The state’s largest wind developer could face defeat for the first time in Maine with LURC’s decision Friday to deny a request to withdraw a proposed wind project on Bowers Mountain.
The Land Use Regulation Commission voted 5-0 at the Waterfront Event Center to reject First Wind subsidiary Champlain Wind’s request to withdraw its proposal to build a 27-turbine wind farm in a rural, sparsely populated area east of Springfield on the Penobscot and Washington county line. Commissioner Robert Dunphy abstained.
The vote leaves the commission free to act on an October staff recommendation to reject the project at a special meeting or at its next scheduled meeting on May 4, LURC staff director Samantha Horn Olsen said. She doubted that Champlain Wind could change the project enough by then to satisfy LURC’s requirements.
First Wind officials said they plan to submit a scaled-down proposal to build on Bowers Mountain later this year, but that didn’t stop project opponents from calling Friday’s decision a significant advance.
The opponents, who had objected to what they believed would be the Bowers Mountain project’s adverse visual impact on at least eight lakes and ponds within eight miles of the site — some considered “outstanding” natural resources by the state — were elated with LURC’s action.
“This shows the world that First Wind is not unstoppable,” said David Corrigan, a registered Maine Master Guide from Concord Township who opposed the project. “This shows that if they come forward with a bad project they can be denied. As far as I know, that has never happened before to this company.”
“I think the commission has done extremely well in its deliberations,” said Gordon Mott, a Lakeville resident who opposed the project and lives on Almanac Mountain within view of the proposed site. “The application is by no means dead. The applicant can resubmit it, so victory is the wrong word for this.”
“I think it is a significant advance in getting good terms for future developments both there [at Bowers] and in the state in general,” Mott added.
Attorney Juliet T. Browne, who represents Champlain Wind, said the company had taken several steps to answer LURC’s concerns. The company reduced the original number of site wind turbines and the project’s footprint. That increased the project’s cost, but Champlain remains committed to its agreement with host towns as part of a sincere effort to meet LURC’s vague visual impact standards, she said.
The project originally consisted of 27 turbines and carried a $130 million price tag, First Wind spokesman John Lamontagne said in a telephone interview after the meeting.
LURC’s process is lacking in significant ways, Browne said.
“The reality is that there hasn’t been a mechanism in this process for applicants to react to feedback” from commissioners, Browne said during Friday’s hearing.
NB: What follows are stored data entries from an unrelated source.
use std::borrow::Cow;

use chrono::NaiveDate;

/// Short city tag for the five centrally-governed cities; any other admin unit
/// code is used as-is, left-padded with zeros to two characters.
pub fn city_code(admin_unit_code: &str) -> Cow<'_, str> {
    match admin_unit_code {
        "01" => Cow::Borrowed("HN"),
        "79" => Cow::Borrowed("HCM"),
        "48" => Cow::Borrowed("DN"),
        "31" => Cow::Borrowed("HP"),
        "92" => Cow::Borrowed("CT"),
        other if other.chars().count() < 2 => Cow::Owned(format!("{other:0>2}")),
        other => Cow::Borrowed(other),
    }
}

/// `BDS-{CITY}-{YYMMDD}{NNNNN}`, e.g. `BDS-HCM-25010100001`.
pub fn format_listing_code(admin_unit_code: &str, day: NaiveDate, sequence: u32) -> String {
    format!(
        "BDS-{}-{}{:05}",
        city_code(admin_unit_code),
        day.format("%y%m%d"),
        sequence
    )
}
use axum::extract::FromRef;
use sea_orm::DatabaseConnection;

use nhadat_auth_types::identity::JwtSecret;

use crate::infra::db::DbListingRepository;

/// Shared application state passed to every handler via axum `State`.
#[derive(Clone)]
pub struct AppState {
    pub db: DatabaseConnection,
    pub jwt_secret: String,
}

impl AppState {
    pub fn listing_repo(&self) -> DbListingRepository {
        DbListingRepository {
            db: self.db.clone(),
        }
    }
}

impl FromRef<AppState> for JwtSecret {
    fn from_ref(state: &AppState) -> Self {
        JwtSecret(state.jwt_secret.clone())
    }
}
use axum::http::{HeaderName, HeaderValue, StatusCode, header::AUTHORIZATION};
use axum_test::TestServer;
use sea_orm::DatabaseConnection;
use serde_json::{Value, json};
use uuid::Uuid;

use nhadat_auth::infra::memory::InMemoryOtpStore;
use nhadat_auth::infra::otp_store::OtpBackend;
use nhadat_auth::router::build_router;
use nhadat_auth::state::AppState;
use nhadat_auth::usecase::otp::OtpMode;
use nhadat_testing::auth::MockAuth;

use crate::helpers::{TEST_JWT_SECRET, test_user, token_service};

// Routes exercised here fail or succeed before any database access.
fn server() -> TestServer {
    let state = AppState {
        db: DatabaseConnection::Disconnected,
        otp_store: OtpBackend::Memory(InMemoryOtpStore::new()),
        otp_mode: OtpMode::Mock,
        tokens: token_service(),
        bcrypt_cost: 4,
    };
    TestServer::new(build_router(state)).unwrap()
}

// ── health ───────────────────────────────────────────────────────────────────

#[tokio::test]
async fn healthz_and_readyz_return_200() {
    let server = server();
    server.get("/healthz").await.assert_status_ok();
    server.get("/readyz").await.assert_status_ok();
}

#[tokio::test]
async fn responses_carry_request_id() {
    let res = server().get("/healthz").await;
    let id = res.header("x-request-id");
    assert!(Uuid::parse_str(id.to_str().unwrap()).is_ok());
}

// ── register ─────────────────────────────────────────────────────────────────

#[tokio::test]
async fn register_with_malformed_phone_is_400() {
    let res = server()
        .post("/auth/register")
        .json(&json!({ "phone": "0901234567", "fullName": "Nguyen Van A" }))
        .await;

    res.assert_status(StatusCode::BAD_REQUEST);
    let body: Value = res.json();
    assert_eq!(body["kind"], "VALIDATION");
}

#[tokio::test]
async fn register_with_short_password_is_400() {
    let res = server()
        .post("/auth/register")
        .json(&json!({
            "email": "a@example.com",
            "password": "short",
            "fullName": "Nguyen Van A"
        }))
        .await;

    res.assert_status(StatusCode::BAD_REQUEST);
}

// ── login ────────────────────────────────────────────────────────────────────

#[tokio::test]
async fn login_without_identifier_is_400() {
    let res = server()
        .post("/auth/login")
        .json(&json!({ "password": "password123" }))
        .await;

    res.assert_status(StatusCode::BAD_REQUEST);
    let body: Value = res.json();
    assert_eq!(body["message"], "Either phone or email is required");
}

#[tokio::test]
async fn login_without_password_or_otp_is_400() {
    let res = server()
        .post("/auth/login")
        .json(&json!({ "identifier": "a@example.com" }))
        .await;

    res.assert_status(StatusCode::BAD_REQUEST);
    let body: Value = res.json();
    assert_eq!(body["message"], "Either password or OTP is required");
}

// ── resend-otp ───────────────────────────────────────────────────────────────

#[tokio::test]
async fn resend_otp_succeeds_then_rate_limits() {
    let server = server();

    let first = server
        .post("/auth/resend-otp")
        .json(&json!({ "identifier": "+84901234567" }))
        .await;
    first.assert_status_ok();
    let body: Value = first.json();
    assert_eq!(body["message"], "OTP resent successfully");

    let second = server
        .post("/auth/resend-otp")
        .json(&json!({ "identifier": "+84901234567" }))
        .await;
    second.assert_status(StatusCode::TOO_MANY_REQUESTS);
    let body: Value = second.json();
    assert_eq!(body["kind"], "OTP_RATE_LIMITED");
}

#[tokio::test]
async fn resend_otp_with_empty_identifier_is_400() {
    server()
        .post("/auth/resend-otp")
        .json(&json!({ "identifier": "" }))
        .await
        .assert_status(StatusCode::BAD_REQUEST);
}

// ── refresh ──────────────────────────────────────────────────────────────────

#[tokio::test]
async fn refresh_returns_access_token_only() {
    let pair = token_service().generate_token_pair(&test_user()).unwrap();

    let res = server()
        .post("/auth/refresh")
        .json(&json!({ "refreshToken": pair.refresh_token }))
        .await;

    res.assert_status_ok();
    let body: Value = res.json();
    assert!(body["accessToken"].as_str().is_some_and(|t| !t.is_empty()));
    assert!(body.get("refreshToken").is_none());
}

#[tokio::test]
async fn refresh_with_access_token_is_401() {
    let pair = token_service().generate_token_pair(&test_user()).unwrap();

    let res = server()
        .post("/auth/refresh")
        .json(&json!({ "refreshToken": pair.access_token }))
        .await;

    res.assert_status(StatusCode::UNAUTHORIZED);
    let body: Value = res.json();
    assert_eq!(body["kind"], "INVALID_TOKEN_TYPE");
}

#[tokio::test]
async fn refresh_with_garbage_is_401() {
    let res = server()
        .post("/auth/refresh")
        .json(&json!({ "refreshToken": "garbage" }))
        .await;

    res.assert_status(StatusCode::UNAUTHORIZED);
    let body: Value = res.json();
    assert_eq!(body["kind"], "INVALID_TOKEN");
}

// ── logout ───────────────────────────────────────────────────────────────────

#[tokio::test]
async fn logout_with_access_token_succeeds() {
    let auth = MockAuth::new(Uuid::new_v4(), TEST_JWT_SECRET);

    let res = server()
        .post("/auth/logout")
        .add_header(AUTHORIZATION, auth.bearer())
        .await;

    res.assert_status_ok();
    let body: Value = res.json();
    assert_eq!(body["message"], "Logout successful");
}

#[tokio::test]
async fn logout_without_token_is_401() {
    server()
        .post("/auth/logout")
        .await
        .assert_status(StatusCode::UNAUTHORIZED);
}

#[tokio::test]
async fn logout_with_refresh_token_is_401() {
    let auth = MockAuth::new(Uuid::new_v4(), TEST_JWT_SECRET);

    server()
        .post("/auth/logout")
        .add_header(AUTHORIZATION, auth.refresh_bearer())
        .await
        .assert_status(StatusCode::UNAUTHORIZED);
}

#[tokio::test]
async fn logout_with_malformed_header_is_401() {
    server()
        .post("/auth/logout")
        .add_header(
            HeaderName::from_static("authorization"),
            HeaderValue::from_static("Token abc"),
        )
        .await
        .assert_status(StatusCode::UNAUTHORIZED);
}

// ── profile ──────────────────────────────────────────────────────────────────

#[tokio::test]
async fn profile_routes_without_token_are_401() {
    let server = server();
    server
        .get("/users/me")
        .await
        .assert_status(StatusCode::UNAUTHORIZED);
    server
        .patch("/users/me")
        .json(&json!({ "fullName": "Tran Thi B" }))
        .await
        .assert_status(StatusCode::UNAUTHORIZED);
    server
        .post("/users/me/change-password")
        .json(&json!({ "currentPassword": "password123", "newPassword": "newpassword1" }))
        .await
        .assert_status(StatusCode::UNAUTHORIZED);
}

#[tokio::test]
async fn update_profile_with_malformed_phone_is_400() {
    let auth = MockAuth::new(Uuid::new_v4(), TEST_JWT_SECRET);

    let res = server()
        .patch("/users/me")
        .add_header(AUTHORIZATION, auth.bearer())
        .json(&json!({ "phone": "0901234567" }))
        .await;

    res.assert_status(StatusCode::BAD_REQUEST);
    let body: Value = res.json();
    assert_eq!(body["kind"], "VALIDATION");
}

#[tokio::test]
async fn change_password_with_short_new_password_is_400() {
    let auth = MockAuth::new(Uuid::new_v4(), TEST_JWT_SECRET);

    server()
        .post("/users/me/change-password")
        .add_header(AUTHORIZATION, auth.bearer())
        .json(&json!({ "currentPassword": "password123", "newPassword": "short" }))
        .await
        .assert_status(StatusCode::BAD_REQUEST);
}
use std::sync::LazyLock;

use axum::{Json, extract::State, http::StatusCode};
use regex::Regex;
use serde::{Deserialize, Serialize};
use serde_json::{Value, json};
use uuid::Uuid;
use validator::{Validate, ValidationError};

use nhadat_auth_types::identity::Identity;
use nhadat_domain::user::{UserStatus, UserType};

use crate::domain::types::User;
use crate::error::AuthServiceError;
use crate::state::AppState;
use crate::usecase::auth::{
    LoginInput, LoginUseCase, RefreshTokenUseCase, RegisterInput, RegisterUseCase,
    ResendOtpUseCase, SendLoginOtpUseCase, VerifyOtpUseCase,
};
use crate::usecase::token::TokenPair;

static VN_PHONE: LazyLock<Regex> =
    LazyLock::new(|| Regex::new(r"^\+84\d{9,10}$").expect("phone pattern"));

pub(crate) fn validate_vn_phone(phone: &str) -> Result<(), ValidationError> {
    if VN_PHONE.is_match(phone) {
        Ok(())
    } else {
        Err(ValidationError::new("phone")
            .with_message("Phone must be in format +84XXXXXXXXX".into()))
    }
}

pub(crate) fn message(text: &str) -> Json<Value> {
    Json(json!({ "message": text }))
}

// ── Response types ───────────────────────────────────────────────────────────

#[derive(Serialize)]
#[serde(rename_all = "camelCase")]
pub struct UserResponse {
    pub id: Uuid,
    pub phone: Option<String>,
    pub email: Option<String>,
    pub full_name: Option<String>,
    pub status: UserStatus,
    pub phone_verified: bool,
    pub email_verified: bool,
    pub user_type: UserType,
    #[serde(serialize_with = "nhadat_core::serde::opt_to_rfc3339_ms")]
    pub last_login_at: Option<chrono::DateTime<chrono::Utc>>,
    #[serde(serialize_with = "nhadat_core::serde::to_rfc3339_ms")]
    pub created_at: chrono::DateTime<chrono::Utc>,
}

impl From<User> for UserResponse {
    fn from(user: User) -> Self {
        Self {
            id: user.id,
            phone: user.phone,
            email: user.email,
            full_name: user.full_name,
            status: user.status,
            phone_verified: user.phone_verified,
            email_verified: user.email_verified,
            user_type: user.user_type,
            last_login_at: user.last_login_at,
            created_at: user.created_at,
        }
    }
}

#[derive(Serialize)]
#[serde(rename_all = "camelCase")]
pub struct TokenPairResponse {
    pub access_token: String,
    pub refresh_token: String,
    pub expires_in: u64,
    #[serde(skip_serializing_if = "Option::is_none")]
    pub user: Option<UserResponse>,
}

impl From<TokenPair> for TokenPairResponse {
    fn from(pair: TokenPair) -> Self {
        Self {
            access_token: pair.access_token,
            refresh_token: pair.refresh_token,
            expires_in: pair.expires_in,
            user: pair.user.map(UserResponse::from),
        }
    }
}

// ── POST /auth/register ──────────────────────────────────────────────────────

#[derive(Deserialize, Validate)]
#[serde(rename_all = "camelCase")]
pub struct RegisterRequest {
    #[validate(custom(function = "validate_vn_phone"))]
    pub phone: Option<String>,
    #[validate(email(message = "Invalid email format"))]
    pub email: Option<String>,
    #[validate(length(min = 8, message = "Password must be at least 8 characters"))]
    pub password: Option<String>,
    #[validate(length(min = 2, message = "Full name must be at least 2 characters"))]
    pub full_name: String,
    #[serde(default)]
    pub user_type: UserType,
}

pub async fn register(
    State(state): State<AppState>,
    Json(body): Json<RegisterRequest>,
) -> Result<(StatusCode, Json<Value>), AuthServiceError> {
    body.validate()?;

    let usecase = RegisterUseCase {
        users: state.user_repo(),
        hasher: state.password_hasher(),
        otp: state.otp_engine(),
    };
    usecase
        .execute(RegisterInput {
            phone: body.phone,
            email: body.email,
            password: body.password,
            full_name: body.full_name,
            user_type: body.user_type,
        })
        .await?;

    Ok((
        StatusCode::CREATED,
        message("Registration successful. Please verify your account with the OTP sent."),
    ))
}

// ── POST /auth/verify-otp ────────────────────────────────────────────────────

#[derive(Deserialize, Validate)]
pub struct VerifyOtpRequest {
    #[validate(length(min = 1, message = "identifier is required"))]
    pub identifier: String,
    #[validate(length(min = 1, message = "otp is required"))]
    pub otp: String,
}

pub async fn verify_otp(
    State(state): State<AppState>,
    Json(body): Json<VerifyOtpRequest>,
) -> Result<Json<TokenPairResponse>, AuthServiceError> {
    body.validate()?;

    let usecase = VerifyOtpUseCase {
        users: state.user_repo(),
        otp: state.otp_engine(),
        tokens: state.tokens.clone(),
    };
    let pair = usecase.execute(&body.identifier, &body.otp).await?;
    Ok(Json(pair.into()))
}

// ── POST /auth/login ─────────────────────────────────────────────────────────

#[derive(Deserialize)]
#[serde(rename_all = "camelCase")]
pub struct LoginRequest {
    pub identifier: Option<String>,
    pub phone: Option<String>,
    pub email: Option<String>,
    pub password: Option<String>,
    pub otp: Option<String>,
    /// Accepted for client compatibility; token lifetimes are fixed.
    #[serde(default)]
    pub remember_me: bool,
}

pub async fn login(
    State(state): State<AppState>,
    Json(body): Json<LoginRequest>,
) -> Result<Json<TokenPairResponse>, AuthServiceError> {
    let usecase = LoginUseCase {
        users: state.user_repo(),
        hasher: state.password_hasher(),
        otp: state.otp_engine(),
        tokens: state.tokens.clone(),
    };
    let pair = usecase
        .execute(LoginInput {
            identifier: body.identifier,
            phone: body.phone,
            email: body.email,
            password: body.password,
            otp: body.otp,
        })
        .await?;
    Ok(Json(pair.into()))
}

// ── POST /auth/send-otp, POST /auth/resend-otp ───────────────────────────────

#[derive(Deserialize, Validate)]
pub struct IdentifierRequest {
    #[validate(length(min = 1, message = "identifier is required"))]
    pub identifier: String,
}

pub async fn send_otp(
    State(state): State<AppState>,
    Json(body): Json<IdentifierRequest>,
) -> Result<Json<Value>, AuthServiceError> {
    body.validate()?;

    let usecase = SendLoginOtpUseCase {
        users: state.user_repo(),
        otp: state.otp_engine(),
    };
    usecase.execute(&body.identifier).await?;
    Ok(message("OTP sent successfully"))
}

pub async fn resend_otp(
    State(state): State<AppState>,
    Json(body): Json<IdentifierRequest>,
) -> Result<Json<Value>, AuthServiceError> {
    body.validate()?;

    let usecase = ResendOtpUseCase {
        otp: state.otp_engine(),
    };
    usecase.execute(&body.identifier).await?;
    Ok(message("OTP resent successfully"))
}

// ── POST /auth/refresh ───────────────────────────────────────────────────────

#[derive(Deserialize, Validate)]
#[serde(rename_all = "camelCase")]
pub struct RefreshRequest {
    #[validate(length(min = 1, message = "refreshToken is required"))]
    pub refresh_token: String,
}

#[derive(Serialize)]
#[serde(rename_all = "camelCase")]
pub struct RefreshResponse {
    pub access_token: String,
}

pub async fn refresh(
    State(state): State<AppState>,
    Json(body): Json<RefreshRequest>,
) -> Result<Json<RefreshResponse>, AuthServiceError> {
    body.validate()?;

    let usecase = RefreshTokenUseCase {
        tokens: state.tokens.clone(),
    };
    let access_token = usecase.execute(&body.refresh_token)?;
    Ok(Json(RefreshResponse { access_token }))
}

// ── POST /auth/logout ────────────────────────────────────────────────────────

/// Tokens are stateless; the client discards them.
pub async fn logout(identity: Identity) -> Json<Value> {
    tracing::info!(user_id = %identity.user_id, "user logged out");
    message("Logout successful")
}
Allowing Champlain to withdraw the application, she said, would send an important message to developers that LURC would work with applicants in trying economic times.
It would create “an opportunity for applicants to come back with a project that meets your standard,” Browne said.
Kevin Gurall, president of the group Partnership for the Preservation of the Downeast Lakes Watershed, argued that LURC had already given Champlain ample time, including a 90-day extension, to revamp its plans.
Granting more extensions would effectively approve “procedural gamesmanship” that would “work to undermine the public process,” Gural said.
Commissioner Sally Farrand rejected the notion that First Wind or Champlain were anything other than “a straight broker,” but agreed with the project’s opponents.
“For us to allow this project to go on and on and on would make the citizens in effect partners in the business,” Farrand said.
Commissioner Edward Laverty agreed that the state’s visual impact standards needed work, but said they have existed for years and that Champlain had been lax in its follow-up of commission recommendations. Commission Chairwoman Gwen Hilton expressed satisfaction with opponents’ arguments that the project would mar the lakes region.
“I don’t see the value of extending the process and I think the applicant still has the opportunity to make substantial changes to the project and come back,” Commissioner Toby Hammond said.
Champlain will rework the proposal and submit it to LURC for review later this year, Lamontagne said.
“Our view is that the reconfigured proposal would have enough substantial revisions that it would address commission concerns enough for them to look favorably upon it,” he said.
Brad Blake, spokesman for the Citizens Task Force on Wind Power, congratulated LURC for its decision.
“We hope that this establishes a precedent,” Blake said, “that both LURC and Maine Department of Environmental Protection will start taking a more critical examination of all the issues pertaining to the cumulative effects of wind power site development throughout Maine.”